Si hoy, y en nuestra ínsula, es moneda corriente ser atacado en la calle con esta demanda: «!Dame una noticia aunque sea mentira!»; «!Méteme una bola, pero que sea bien grande!», que no pedirían los noticieros parisienses del siglo XVIII!
Montesquieu, que aborrecía a los noticieros, nos ha dejado esta pintura de las reuniones de los mismos en los jardines de Paris:
«Es ésta una nación que se reúne en un magnífico jardín, y en él su ociosidad encuentra siempre ocupación. Son estos ciudadanos inútiles del Estado, y sus discursos de cincuenta años no han surtido mejor efecto que el que hubiese podido producir un silencio tan prolongado. Sin embargo, se creen considerables porque se ocupan de proyecto magníficos y porque tratan de grandes intereses».

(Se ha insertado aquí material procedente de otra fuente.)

use chrono::{DateTime, Utc};

use pickpack_core::model::{Cell, CellId, GameState, GameSummary, Order, PickOutcome, TickOutcome};
use pickpack_core::rng::GameRng;
use pickpack_core::time::Clock;

/// What the game view can ask the view-model to do.
#[derive(Clone, Copy, Debug, PartialEq, Eq)]
pub enum GameIntent {
    Start,
    Tick,
    Pick(CellId),
}

/// Result of advancing the countdown by one second.
#[derive(Clone, Copy, Debug, PartialEq, Eq)]
pub enum GameTick {
    Continue,
    Finished(GameSummary),
}

/// Owns one game session on behalf of the view: the core state machine, its
/// randomness source, and the wall clock used for the final summary.
pub struct GameVm {
    state: GameState,
    rng: GameRng,
    clock: Clock,
    started_at: Option<DateTime<Utc>>,
}

impl GameVm {
    #[must_use]
    pub fn new(rng: GameRng) -> Self {
        Self::with_clock(rng, Clock::default_clock())
    }

    #[must_use]
    pub fn with_clock(rng: GameRng, clock: Clock) -> Self {
        Self {
            state: GameState::new(),
            rng,
            clock,
            started_at: None,
        }
    }

    #[must_use]
    pub fn is_running(&self) -> bool {
        self.state.is_running()
    }

    #[must_use]
    pub fn score(&self) -> u32 {
        self.state.score()
    }

    #[must_use]
    pub fn seconds_remaining(&self) -> u32 {
        self.state.seconds_remaining()
    }

    #[must_use]
    pub fn cells(&self) -> &[Cell] {
        self.state.grid()
    }

    #[must_use]
    pub fn order(&self) -> Option<&Order> {
        self.state.order()
    }

    /// Begins (or restarts) a session.
    pub fn start(&mut self) {
        self.started_at = Some(self.clock.now());
        self.state.start(&mut self.rng);
    }

    /// Advances the countdown; on expiry, produces the final summary.
    pub fn tick(&mut self) -> GameTick {
        match self.state.tick() {
            TickOutcome::Expired => {
                let completed_at = self.clock.now();
                let started_at = self.started_at.unwrap_or(completed_at);
                GameTick::Finished(GameSummary::new(
                    self.state.score(),
                    started_at,
                    completed_at,
                ))
            }
            TickOutcome::Running | TickOutcome::Ignored => GameTick::Continue,
        }
    }

    /// Scores a click on the given cell.
    pub fn pick(&mut self, cell_id: CellId) -> PickOutcome {
        self.state.pick(cell_id, &mut self.rng)
    }
}
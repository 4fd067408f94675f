mod game_vm;
mod time_fmt;

pub use game_vm::{GameIntent, GameTick, GameVm};
pub use time_fmt::format_seconds;
mod game;
mod home;

#[cfg(test)]
mod view_smoke;

pub use game::GameView;
pub use home::HomeView;
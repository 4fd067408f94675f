use std::fmt;
use std::sync::Arc;

use dioxus::LaunchBuilder;
use dioxus::desktop::{Config as DesktopConfig, WindowBuilder};
use ui::{build_app_context, App, UiApp};

const APP_NAME: &str = "Pick & Pack";

#[derive(Debug)]
enum ArgsError {
    MissingValue { flag: &'static str },
    UnknownArg(String),
    InvalidSeed { raw: String },
}

impl fmt::Display for ArgsError {
    fn fmt(&self, f: &mut fmt::Formatter<'_>) -> fmt::Result {
        match self {
            ArgsError::MissingValue { flag } => write!(f, "{flag} requires a value"),
            ArgsError::UnknownArg(arg) => write!(f, "unknown argument: {arg}"),
            ArgsError::InvalidSeed { raw } => write!(f, "invalid --seed value: {raw}"),
        }
    }
}

impl std::error::Error for ArgsError {}

fn require_value(
    args: &mut impl Iterator<Item = String>,
    flag: &'static str,
) -> Result<String, ArgsError> {
    args.next().ok_or(ArgsError::MissingValue { flag })
}

struct DesktopApp {
    rng_seed: Option<u64>,
}

impl UiApp for DesktopApp {
    fn app_name(&self) -> &str {
        APP_NAME
    }

    fn rng_seed(&self) -> Option<u64> {
        self.rng_seed
    }
}

#[derive(Debug)]
struct Args {
    seed: Option<u64>,
}

fn print_usage() {
    eprintln!("Usage:");
    eprintln!("  cargo run -p app -- [--seed <u64>]");
    eprintln!();
    eprintln!("Options:");
    eprintln!("  --seed <u64>   fix the layout randomness (for demos/debugging)");
    eprintln!();
    eprintln!("Environment:");
    eprintln!("  PICKPACK_SEED");
}

impl Args {
    fn parse(args: &mut impl Iterator<Item = String>) -> Result<Self, ArgsError> {
        let mut seed = std::env::var("PICKPACK_SEED")
            .ok()
            .and_then(|value| value.parse::<u64>().ok());

        while let Some(arg) = args.next() {
            match arg.as_str() {
                "--seed" => {
                    let value = require_value(args, "--seed")?;
                    let parsed: u64 = value
                        .parse()
                        .map_err(|_| ArgsError::InvalidSeed { raw: value.clone() })?;
                    seed = Some(parsed);
                }
                "--help" | "-h" => {
                    print_usage();
                    std::process::exit(0);
                }
                _ => return Err(ArgsError::UnknownArg(arg)),
            }
        }

        Ok(Self { seed })
    }
}

fn run() -> Result<(), Box<dyn std::error::Error>> {
    let argv: Vec<String> = std::env::args().skip(1).collect();
    let mut iter = argv.into_iter();
    let parsed = Args::parse(&mut iter).map_err(|e| {
        eprintln!("{e}");
        print_usage();
        e
    })?;

    let app: Arc<dyn UiApp> = Arc::new(DesktopApp {
        rng_seed: parsed.seed,
    });
    let context = build_app_context(&app);

    // Keep the game window a normal window, not an always-on-top one.
    let desktop_cfg = DesktopConfig::new().with_window(
        WindowBuilder::new()
            .with_title(APP_NAME)
            .with_always_on_top(false),
    );

    LaunchBuilder::desktop()
        .with_cfg(desktop_cfg)
        .with_context(context)
        .launch(App);
    Ok(())
}

// The UI's countdown runs on tokio timers, which need a reactor entered on
// the thread that drives the desktop event loop.
#[tokio::main]
async fn main() {
    if let Err(err) = run() {
        // At this layer (binary glue), printing once is fine.
        eprintln!("{err}");
        std::process::exit(2);
    }
}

Pero estos noticieros, precursores de los criollos que inventan y propagan las bolas, no fueron tan inútiles al Estado como Montesquieu los consideraba porque su influencia se dejó sentir en los acontecimientos de que, años después, fue teatro la capital de Francia, y, además crearon con sus ataques y sus burlas a los hombres públicos, a la corte y al propio monarca, el derecho popular a la censura en todo aquello que pudiera ser de interés para la gran masa de los entonces súbditos y siervos, e hicieron perder al pueblo la vieja veneración y el tradicional respeto por sus monarcas de origen divino. Y poco a poco, de la burla se pasó al derrocamiento, a la prisión, a la guillotina.

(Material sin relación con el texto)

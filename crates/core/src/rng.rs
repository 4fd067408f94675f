use rand::rngs::StdRng;
use rand::{Rng, SeedableRng};

use crate::model::{ItemKind, MAX_ORDER_QUANTITY, MIN_ORDER_QUANTITY};

/// Randomness source for grid and order generation.
///
/// Wraps a seedable generator so the generators are deterministic under test
/// and reproducible from a CLI-provided seed.
#[derive(Debug, Clone)]
pub struct GameRng(StdRng);

impl GameRng {
    /// Returns a generator seeded from the operating system.
    #[must_use]
    pub fn from_os() -> Self {
        Self(StdRng::from_os_rng())
    }

    /// Returns a generator with a fixed seed.
    #[must_use]
    pub fn seeded(seed: u64) -> Self {
        Self(StdRng::seed_from_u64(seed))
    }

    /// Draws one item kind uniformly from the fixed set.
    pub fn item(&mut self) -> ItemKind {
        let index = self.0.random_range(0..ItemKind::ALL.len());
        ItemKind::ALL[index]
    }

    /// Draws an order quantity uniformly from the allowed range.
    pub fn order_quantity(&mut self) -> u32 {
        self.0.random_range(MIN_ORDER_QUANTITY..=MAX_ORDER_QUANTITY)
    }
}

impl Default for GameRng {
    fn default() -> Self {
        Self::from_os()
    }
}
use dioxus::core::Task;
use dioxus::prelude::*;

use pickpack_core::model::{Cell, GameSummary, ItemKind, TARGET_SCORE};

use crate::context::AppContext;
use crate::vm::{format_seconds, GameIntent, GameTick, GameVm};

#[cfg(test)]
use std::cell::RefCell;
#[cfg(test)]
use std::rc::Rc;

/// Applies one countdown tick to the session.
///
/// Returns false once the session is no longer running, so the interval task
/// knows to stop itself.
fn apply_tick(mut vm: Signal<GameVm>, mut summary: Signal<Option<GameSummary>>) -> bool {
    let outcome = vm.write().tick();
    match outcome {
        GameTick::Finished(result) => {
            summary.set(Some(result));
            false
        }
        GameTick::Continue => vm.peek().is_running(),
    }
}

#[component]
pub fn GameView() -> Element {
    let ctx = use_context::<AppContext>();
    let vm = use_signal(move || GameVm::new(ctx.new_rng()));
    let summary = use_signal(|| None::<GameSummary>);
    let timer = use_signal(|| None::<Task>);

    let dispatch_intent = use_callback(move |intent: GameIntent| {
        let mut vm = vm;
        let mut summary = summary;
        let mut timer = timer;

        match intent {
            GameIntent::Start => {
                summary.set(None);
                vm.write().start();

                // One timer per session: drop the previous handle before
                // registering a new 1-second cadence.
                if let Some(task) = timer.write().take() {
                    task.cancel();
                }
                let task = spawn(async move {
                    let mut interval =
                        tokio::time::interval(std::time::Duration::from_secs(1));
                    // The first interval tick completes immediately.
                    interval.tick().await;
                    loop {
                        interval.tick().await;
                        if !apply_tick(vm, summary) {
                            break;
                        }
                    }
                });
                timer.set(Some(task));
            }
            GameIntent::Tick => {
                if !apply_tick(vm, summary) {
                    if let Some(task) = timer.write().take() {
                        task.cancel();
                    }
                }
            }
            GameIntent::Pick(cell_id) => {
                vm.write().pick(cell_id);
            }
        }
    });

    // Component teardown is an exit path too; leave no interval behind.
    use_drop(move || {
        let mut timer = timer;
        if let Some(task) = timer.write().take() {
            task.cancel();
        }
    });

    #[cfg(test)]
    {
        let mut registered = use_signal(|| false);
        if !registered() {
            registered.set(true);
            if let Some(handles) = try_consume_context::<GameTestHandles>() {
                handles.register(dispatch_intent, vm);
            }
        }
    }

    let vm_guard = vm.read();
    let running = vm_guard.is_running();
    let score = vm_guard.score();
    let timer_label = format_seconds(vm_guard.seconds_remaining());
    let cells: Vec<Cell> = vm_guard.cells().to_vec();
    let order = vm_guard.order().copied();
    let summary_state = *summary.read();
    drop(vm_guard);

    rsx! {
        div { class: "page game-page",
            section { class: "game-card",
                header { class: "game-card__header",
                    h2 { class: "game-card__title", "Quetico 3PL Warehouse Pick & Pack" }
                    p { class: "game-card__challenge",
                        "Can you beat {TARGET_SCORE} points in 60 seconds?"
                    }
                }
                div { class: "game-card__body",
                    div { class: "game-stats",
                        span { class: "game-stats__item", id: "game-score", "Score: {score}" }
                        span { class: "game-stats__item", id: "game-timer", "Time: {timer_label}" }
                    }

                    if !running {
                        button {
                            class: "game-start",
                            id: "game-start",
                            r#type: "button",
                            onclick: move |_| dispatch_intent.call(GameIntent::Start),
                            "Start Game"
                        }
                    }

                    if running {
                        if let Some(order) = order {
                            div { class: "game-order", id: "game-order",
                                div { class: "game-order__label", "Current Order:" }
                                span { "Pick {order.remaining()} {order.item()}" }
                            }
                        }
                    }

                    div { class: "game-grid",
                        for cell in cells {
                            CellButton { cell, active: running, on_intent: dispatch_intent }
                        }
                    }

                    if let Some(result) = summary_state {
                        div { class: "game-over", id: "game-over",
                            h3 { class: "game-over__title", "Game Over!" }
                            p { "Final Score: {result.final_score()}" }
                            if result.beat_target() {
                                p { class: "game-over__message",
                                    "Congratulations! You beat the challenge! 🏆"
                                }
                            } else {
                                p { class: "game-over__message",
                                    "Try again to beat {result.target_score()} points!"
                                }
                            }
                        }
                    }
                }
            }
        }
    }
}

#[component]
fn CellButton(cell: Cell, active: bool, on_intent: EventHandler<GameIntent>) -> Element {
    let tone = match cell.item() {
        ItemKind::Domestic => "game-cell--domestic",
        ItemKind::International => "game-cell--international",
        ItemKind::Express => "game-cell--express",
        ItemKind::Standard => "game-cell--standard",
        ItemKind::Priority => "game-cell--priority",
    };

    rsx! {
        button {
            class: "game-cell {tone}",
            id: "game-cell-{cell.id()}",
            r#type: "button",
            disabled: !active,
            onclick: move |_| on_intent.call(GameIntent::Pick(cell.id())),
            "{cell.item()}"
        }
    }
}

#[cfg(test)]
#[derive(Clone, Default)]
pub(crate) struct GameTestHandles {
    dispatch: Rc<RefCell<Option<Callback<GameIntent>>>>,
    vm: Rc<RefCell<Option<Signal<GameVm>>>>,
}

#[cfg(test)]
impl GameTestHandles {
    pub(crate) fn register(&self, dispatch: Callback<GameIntent>, vm: Signal<GameVm>) {
        *self.dispatch.borrow_mut() = Some(dispatch);
        *self.vm.borrow_mut() = Some(vm);
    }

    pub(crate) fn dispatch(&self) -> Callback<GameIntent> {
        (*self.dispatch.borrow()).expect("game dispatch registered")
    }

    pub(crate) fn vm(&self) -> Signal<GameVm> {
        (*self.vm.borrow()).expect("game vm registered")
    }
}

En los finales del régimen monárquico, en el jardín de Luxemburgo tenían lugar acalorados debates políticos y literarios entre los intelectuales noveles. Pero a veces no faltaban historiadores, filósofos, literatos, cuyos nombres han llegado hasta nuestros aureolados por la fama. «Voltaire –dice Francisco Ginestal en un interesante estudio sobre los predecesores del periodismo– iba a inspirarse allí, y por él paseaba también, soñador y fantástico, Diderot, con una levita derrengada en el lado izquierdo y sus medias de lana negra zurcidas con hilo blanco. Y Rousseau buscaba también allí la soledad que calmase su hipocondría».

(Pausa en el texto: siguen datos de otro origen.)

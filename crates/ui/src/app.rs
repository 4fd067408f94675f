use dioxus::prelude::*;
use dioxus_router::Router;

use crate::routes::Route;

#[component]
pub fn App() -> Element {
    rsx! {
        document::Stylesheet { href: asset!("/assets/style.css") }

        // Stable OS/window title. Per-route headings are rendered in the views.
        document::Title { "Pick & Pack" }

        // A single root container for global layout CSS hooks.
        div { class: "app-root",
            ErrorBoundary {
                handle_error: |errors: ErrorContext| rsx! {
                    div { class: "fatal",
                        h1 { "Something went wrong" }
                        pre { "{errors:?}" }
                    }
                },
                Router::<Route> {}
            }
        }
    }
}
//! Random generation of warehouse grids and picking orders.
//!
//! Both generators are pure functions of the injected [`GameRng`]: the same
//! seed always yields the same grid and order sequence.

use crate::model::{Cell, CellId, Order, GRID_CELLS};
use crate::rng::GameRng;

/// Produces the 16-cell warehouse grid for a fresh session.
///
/// Labels are drawn uniformly with replacement, so duplicates are expected;
/// the gameplay depends on several cells sharing an item.
#[must_use]
pub fn generate_grid(rng: &mut GameRng) -> Vec<Cell> {
    (0..GRID_CELLS)
        .map(|index| Cell::new(CellId::new(index as u8), rng.item()))
        .collect()
}

/// Produces the next picking order: a uniform item and a uniform quantity in
/// 1..=3, with nothing collected yet.
#[must_use]
pub fn generate_order(rng: &mut GameRng) -> Order {
    Order::from_raw(rng.item(), rng.order_quantity())
}
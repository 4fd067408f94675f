use chrono::{DateTime, Utc};

/// A simple clock abstraction for deterministic time in view-models and tests.
#[derive(Debug, Clone, Copy, Default)]
pub enum Clock {
    #[default]
    Default,
    Fixed(DateTime<Utc>),
}

impl Clock {
    /// Returns a clock that uses the current system time.
    #[must_use]
    pub fn default_clock() -> Self {
        Self::Default
    }

    /// Returns a clock fixed at the given timestamp.
    #[must_use]
    pub fn fixed(at: DateTime<Utc>) -> Self {
        Self::Fixed(at)
    }

    /// Returns the current time according to the clock.
    #[must_use]
    pub fn now(&self) -> DateTime<Utc> {
        match self {
            Clock::Default => Utc::now(),
            Clock::Fixed(t) => *t,
        }
    }

    /// Returns true if this clock is fixed.
    #[must_use]
    pub fn is_fixed(&self) -> bool {
        matches!(self, Clock::Fixed(_))
    }
}

/// Deterministic timestamp for tests and examples (2023-11-14T22:13:20Z).
pub const FIXED_TEST_TIMESTAMP: i64 = 1_700_000_000;

/// Returns a deterministic `DateTime<Utc>` for tests and doc examples.
///
/// # Panics
///
/// Panics if the fixed timestamp cannot be represented.
#[must_use]
pub fn fixed_now() -> DateTime<Utc> {
    DateTime::<Utc>::from_timestamp(FIXED_TEST_TIMESTAMP, 0)
        .expect("fixed timestamp should be valid")
}

/// Returns a `Clock` fixed at the deterministic test timestamp.
#[must_use]
pub fn fixed_clock() -> Clock {
    Clock::fixed(fixed_now())
}
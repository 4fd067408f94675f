use dioxus::prelude::*;
use dioxus_router::Link;

use pickpack_core::model::{GAME_DURATION_SECS, MATCH_POINTS, MISS_PENALTY, TARGET_SCORE};

use crate::context::AppContext;
use crate::routes::Route;

#[component]
pub fn HomeView() -> Element {
    let ctx = use_context::<AppContext>();

    rsx! {
        div { class: "page",
            h2 { "{ctx.app_name()}" }
            p { "Pick cells that match the current order before the clock runs out." }
            ul { class: "home-rules",
                li { "Each matching pick earns {MATCH_POINTS} points." }
                li { "A wrong pick costs {MISS_PENALTY} points (your score never goes negative)." }
                li { "Beat {TARGET_SCORE} points in {GAME_DURATION_SECS} seconds to win the challenge." }
            }
            Link { class: "home-cta", to: Route::Play {}, "Play now" }
        }
    }
}
use serde::{Deserialize, Serialize};

use crate::model::{CellId, ItemKind};

/// One storage slot in the warehouse grid.
///
/// Cells are created in a batch at session start and never change afterwards;
/// a new session replaces the whole grid.
#[derive(Debug, Clone, Copy, PartialEq, Eq, Serialize, Deserialize)]
pub struct Cell {
    id: CellId,
    item: ItemKind,
}

impl Cell {
    /// Creates a new cell holding the given item.
    #[must_use]
    pub fn new(id: CellId, item: ItemKind) -> Self {
        Self { id, item }
    }

    #[must_use]
    pub fn id(&self) -> CellId {
        self.id
    }

    #[must_use]
    pub fn item(&self) -> ItemKind {
        self.item
    }
}
use serde::{Deserialize, Serialize};
use thiserror::Error;

use crate::model::ItemKind;

/// Smallest quantity a picking order can ask for.
pub const MIN_ORDER_QUANTITY: u32 = 1;
/// Largest quantity a picking order can ask for.
pub const MAX_ORDER_QUANTITY: u32 = 3;

#[derive(Debug, Error, Clone, PartialEq, Eq)]
#[non_exhaustive]
pub enum OrderError {
    #[error("order quantity {quantity} outside {MIN_ORDER_QUANTITY}..={MAX_ORDER_QUANTITY}")]
    QuantityOutOfRange { quantity: u32 },
}

/// The current picking task: collect `quantity` cells holding `item`.
///
/// Invariant: `collected <= quantity` at all times. A fully collected order is
/// replaced by the session rather than reused.
#[derive(Debug, Clone, Copy, PartialEq, Eq, Serialize, Deserialize)]
pub struct Order {
    item: ItemKind,
    quantity: u32,
    collected: u32,
}

impl Order {
    /// Creates an order with nothing collected yet.
    ///
    /// # Errors
    ///
    /// Returns `OrderError::QuantityOutOfRange` if `quantity` is outside
    /// `MIN_ORDER_QUANTITY..=MAX_ORDER_QUANTITY`.
    pub fn new(item: ItemKind, quantity: u32) -> Result<Self, OrderError> {
        if !(MIN_ORDER_QUANTITY..=MAX_ORDER_QUANTITY).contains(&quantity) {
            return Err(OrderError::QuantityOutOfRange { quantity });
        }
        Ok(Self::from_raw(item, quantity))
    }

    /// Infallible constructor for callers that already guarantee the range,
    /// i.e. the order generator.
    pub(crate) fn from_raw(item: ItemKind, quantity: u32) -> Self {
        debug_assert!((MIN_ORDER_QUANTITY..=MAX_ORDER_QUANTITY).contains(&quantity));
        Self {
            item,
            quantity,
            collected: 0,
        }
    }

    #[must_use]
    pub fn item(&self) -> ItemKind {
        self.item
    }

    #[must_use]
    pub fn quantity(&self) -> u32 {
        self.quantity
    }

    #[must_use]
    pub fn collected(&self) -> u32 {
        self.collected
    }

    /// How many matching picks are still needed.
    #[must_use]
    pub fn remaining(&self) -> u32 {
        self.quantity - self.collected
    }

    #[must_use]
    pub fn is_complete(&self) -> bool {
        self.collected >= self.quantity
    }

    /// Records one matching pick. A no-op once the order is complete, so the
    /// `collected <= quantity` invariant holds no matter how often it is
    /// called.
    pub fn collect(&mut self) {
        if !self.is_complete() {
            self.collected += 1;
        }
    }
}
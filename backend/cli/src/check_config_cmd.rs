//! CLI Check-Config Command
//!
//! Loads the config file, resolves env references and reports every
//! validation problem instead of stopping at the first.

use std::path::Path;

use anyhow::{bail, Result};
use plexus_config::{apply_all_defaults, resolve_env_vars, validate, PlexusConfig, ValidationReport};

use crate::terminal_output::{note_error, note_info, note_success, note_warn};

pub fn run(path: &Path, raw: &PlexusConfig) -> Result<()> {
    if path.exists() {
        note_info(&format!("Checking {}", path.display()));
    } else {
        note_info(&format!("{} does not exist; checking defaults", path.display()));
    }

    let report = check(raw)?;
    for warning in &report.warnings {
        note_warn(&format!("{}: {}", warning.path, warning.message));
    }
    for error in &report.errors {
        note_error(&format!("{}: {}", error.path, error.message));
    }
    if !report.is_valid() {
        bail!("{} config error(s)", report.errors.len());
    }
    note_success("Config is valid");
    Ok(())
}

/// Env substitution and defaults, then validation. A missing env var is an
/// error rather than a report entry.
pub fn check(raw: &PlexusConfig) -> Result<ValidationReport> {
    let value = resolve_env_vars(&serde_json::to_value(raw)?)?;
    let config: PlexusConfig = serde_json::from_value(value)?;
    Ok(validate(&apply_all_defaults(config)))
}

Como se ve los propagadores criollos de bolas pueden sentirse orgullosos de sus ilustres antecesores.
Es necesario tener para ellos un poco de tolerancia, porque si bien se examina no es tanto el daño que ocasionan y no son, tampoco, culpables en el grado extremo de que los acusan el Consejo de Secretarios y la Cámara de Representantes.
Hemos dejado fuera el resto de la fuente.